Da questo punto, seguono le vicende raccolte in questo libro. Nel dopoguerra le delusioni sono tante. I compromessi pesano ad Augusto, che quindi decide di emigrare, di abbandonare l’Italia, dove l’onda liberatrice si era fermata quasi subito. Va in Jugoslavia, o meglio, in Slovenia. Viene accolto con entusiasmo, così com’era accaduto tra le fila partigiane. Ma anche lì si manifestano – anche se non subito – i problemi di conciliare una macchina statale pressata dalla necessità della ripresa economica, da un isolamento politico-economico stritolante, con i bisogni quotidiani dell’uomo.

E qui c’è il passaggio di testimone. A raccontare ora è il figlio Luciano. Se il cambio di voce narrante è evidente da un punto di vista espressivo, esso si presenta al contempo nella levità propria del rapporto di affettivo: perché è il figlio a parlare, il quale, per di più, riporta quanto il padre a sua volta gli ha raccontato. Augusto – anche se dopo diversi anni - se ne va, torna in Italia, portandosi dietro il regalo più bello della sua esperienza slovena, una famiglia.

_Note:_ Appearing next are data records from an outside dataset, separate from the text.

//! 整块淡入/滑入/模糊入场

use super::{Direction, RevealConfig};
use crate::motion::{StyleSnapshot, Transition};

/// 模糊入场时的初始模糊半径
const FADE_BLUR_PX: f32 = 8.0;

/// 整块入场效果
#[derive(Debug, Clone, Copy, PartialEq, Default)]
pub struct FadeReveal {
    pub config: RevealConfig,
}

impl FadeReveal {
    pub fn new() -> Self {
        Self::default()
    }

    pub fn delay(mut self, delay_ms: u32) -> Self {
        self.config.delay_ms = delay_ms;
        self
    }

    pub fn duration(mut self, duration_ms: u32) -> Self {
        self.config.duration_ms = duration_ms;
        self
    }

    pub fn direction(mut self, direction: Direction) -> Self {
        self.config.direction = direction;
        self
    }

    pub fn distance(mut self, distance: f32) -> Self {
        self.config.distance = distance;
        self
    }

    pub fn blur(mut self, blur: bool) -> Self {
        self.config.blur = blur;
        self
    }

    /// 给定入场状态下的快照
    pub fn snapshot(&self, revealed: bool) -> StyleSnapshot {
        if revealed {
            StyleSnapshot::shown()
        } else {
            self.config.hidden_snapshot(FADE_BLUR_PX)
        }
    }

    pub fn transition(&self) -> Transition {
        Transition::new(self.config.duration_ms, self.config.delay_ms)
    }

    /// 完整的 inline style
    pub fn style(&self, revealed: bool) -> String {
        self.snapshot(revealed).to_css_with(&self.transition())
    }
}

#[cfg(test)]
mod tests {
    use super::*;
    use crate::motion::Transform;

    #[test]
    fn test_default_snapshots() {
        let fade = FadeReveal::new();
        let before = fade.snapshot(false);
        assert_eq!(before.opacity, 0.0);
        assert_eq!(before.transform, Transform::translate_y(40.0));
        assert_eq!(before.blur_px, 0.0);
        assert_eq!(fade.snapshot(true), StyleSnapshot::shown());
    }

    #[test]
    fn test_blur_left() {
        let fade = FadeReveal::new()
            .direction(Direction::Left)
            .blur(true)
            .delay(200);
        let before = fade.snapshot(false);
        assert_eq!(before.transform, Transform::translate(40.0, 0.0));
        assert_eq!(before.blur_px, 8.0);
        assert_eq!(
            fade.style(false),
            "opacity: 0; transform: translateX(40px); filter: blur(8px); \
             transition: all 700ms cubic-bezier(0.16, 1, 0.3, 1) 200ms;"
        );
        assert_eq!(
            fade.style(true),
            "opacity: 1; transform: none; filter: none; \
             transition: all 700ms cubic-bezier(0.16, 1, 0.3, 1) 200ms;"
        );
    }

    #[test]
    fn test_direction_none() {
        let fade = FadeReveal::new().direction(Direction::None);
        assert!(fade.snapshot(false).transform.is_identity());
    }
}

Ma in Italia rimane ben poco. La situazione economica molto precaria lo costringe ad emigrare, ancora. Dopo essere stato sballottato per vari campi profughi, approda in Danimarca.

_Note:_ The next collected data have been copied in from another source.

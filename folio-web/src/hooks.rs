//! # Hooks
//!
//! 组件共用的上下文与可见性 hook。

use std::cell::RefCell;
use std::rc::{Rc, Weak};

use dioxus::prelude::*;
use dioxus::web::WebEventExt;
use folio_core::{
    Preferences, Reveal, SiteConfig, Threshold, Translations, VisibilitySample, VisibilityTrigger,
};
use tracing::debug;

use crate::platform::{DomObserver, HtmlRoot, LocalStore, SampleHandler};

/// 全站偏好（语言、主题）
pub type SitePreferences = Signal<Preferences<LocalStore, HtmlRoot>>;

pub fn use_preferences() -> SitePreferences {
    use_context::<SitePreferences>()
}

/// 当前语言的翻译表，读取时订阅语言变化
pub fn use_translations() -> &'static Translations {
    use_preferences().read().t()
}

pub fn use_site_config() -> SiteConfig {
    use_context::<SiteConfig>()
}

/// 入场效果的默认阈值（来自站点配置）
pub fn use_reveal_threshold() -> Threshold {
    Threshold::new(use_site_config().motion.reveal_threshold)
}

// ========== 可见性 ==========

type TriggerSlot = Rc<RefCell<Option<VisibilityTrigger<DomObserver>>>>;

/// 一次性可见性
///
/// 元素挂载后调用 [`Visibility::attach`] 开始观察；触发器命中时 `reveal` 进入 `Revealed`，之后不再回退。
#[derive(Clone)]
pub struct Visibility {
    pub reveal: Signal<Reveal>,
    threshold: Threshold,
    slot: TriggerSlot,
}

fn mark_revealed(mut reveal: Signal<Reveal>) {
    if !reveal.peek().is_revealed() {
        reveal.write().reveal();
    }
}

impl Visibility {
    pub fn is_visible(&self) -> bool {
        self.reveal.read().is_revealed()
    }

    /// 开始观察挂载的元素
    ///
    /// 浏览器不支持 IntersectionObserver 时直接显示，内容不会一直隐藏。
    pub fn attach(&self, event: &MountedEvent) {
        if self.slot.borrow().is_some() || self.reveal.peek().is_revealed() {
            return;
        }
        let reveal = self.reveal;
        let Some(element) = event.data().try_as_web_event() else {
            mark_revealed(reveal);
            return;
        };

        let weak: Weak<_> = Rc::downgrade(&self.slot);
        let handler: SampleHandler = Rc::new(move |sample: VisibilitySample| {
            let Some(slot) = weak.upgrade() else {
                return;
            };
            let Ok(mut slot) = slot.try_borrow_mut() else {
                return;
            };
            if let Some(trigger) = slot.as_mut()
                && trigger.report(sample)
            {
                mark_revealed(reveal);
            }
        });

        let trigger = VisibilityTrigger::new(DomObserver::new(element, handler), self.threshold);
        if !trigger.source().is_connected() {
            debug!("observer not connected, revealing immediately");
            mark_revealed(reveal);
            return;
        }
        *self.slot.borrow_mut() = Some(trigger);
    }
}

/// 创建一次性可见性，组件卸载时释放观察
pub fn use_visibility(threshold: Threshold) -> Visibility {
    let reveal = use_signal(Reveal::new);
    let visibility = use_hook(|| Visibility {
        reveal,
        threshold,
        slot: Rc::new(RefCell::new(None)),
    });

    let slot = Rc::clone(&visibility.slot);
    use_drop(move || {
        if let Some(mut trigger) = slot.borrow_mut().take() {
            trigger.release();
        }
    });

    visibility
}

Sono vicende poco note, epopee di “gente minore”, tale perché senza peso politico. Ma proprio questo essere “altro” - “gente minore”, appunto - porta con sé una certa leggerezza, una libertà di giudizio, se vogliamo una snobberie, impensabili alla descrizione di sistema, alla storiografia consolidata dai criteri di correttezza accademica, disciplinare. Per tutto questo sì è deciso di non intervenite in alcun modo sul testo, di riportarlo “così com’è”. Nessuno stile precostituito, quindi, ma un rapporto istintivo, libero da regole che non siano quelle di base del linguaggio - anzi, della comunicazione. Sono pagine dense di vita, confuse come confusa è la vita, dove il “non detto” traspare dallo scarto dal modello letterario, dalla diversione del codice, nella tensione verso la materia prima dell’esistenza.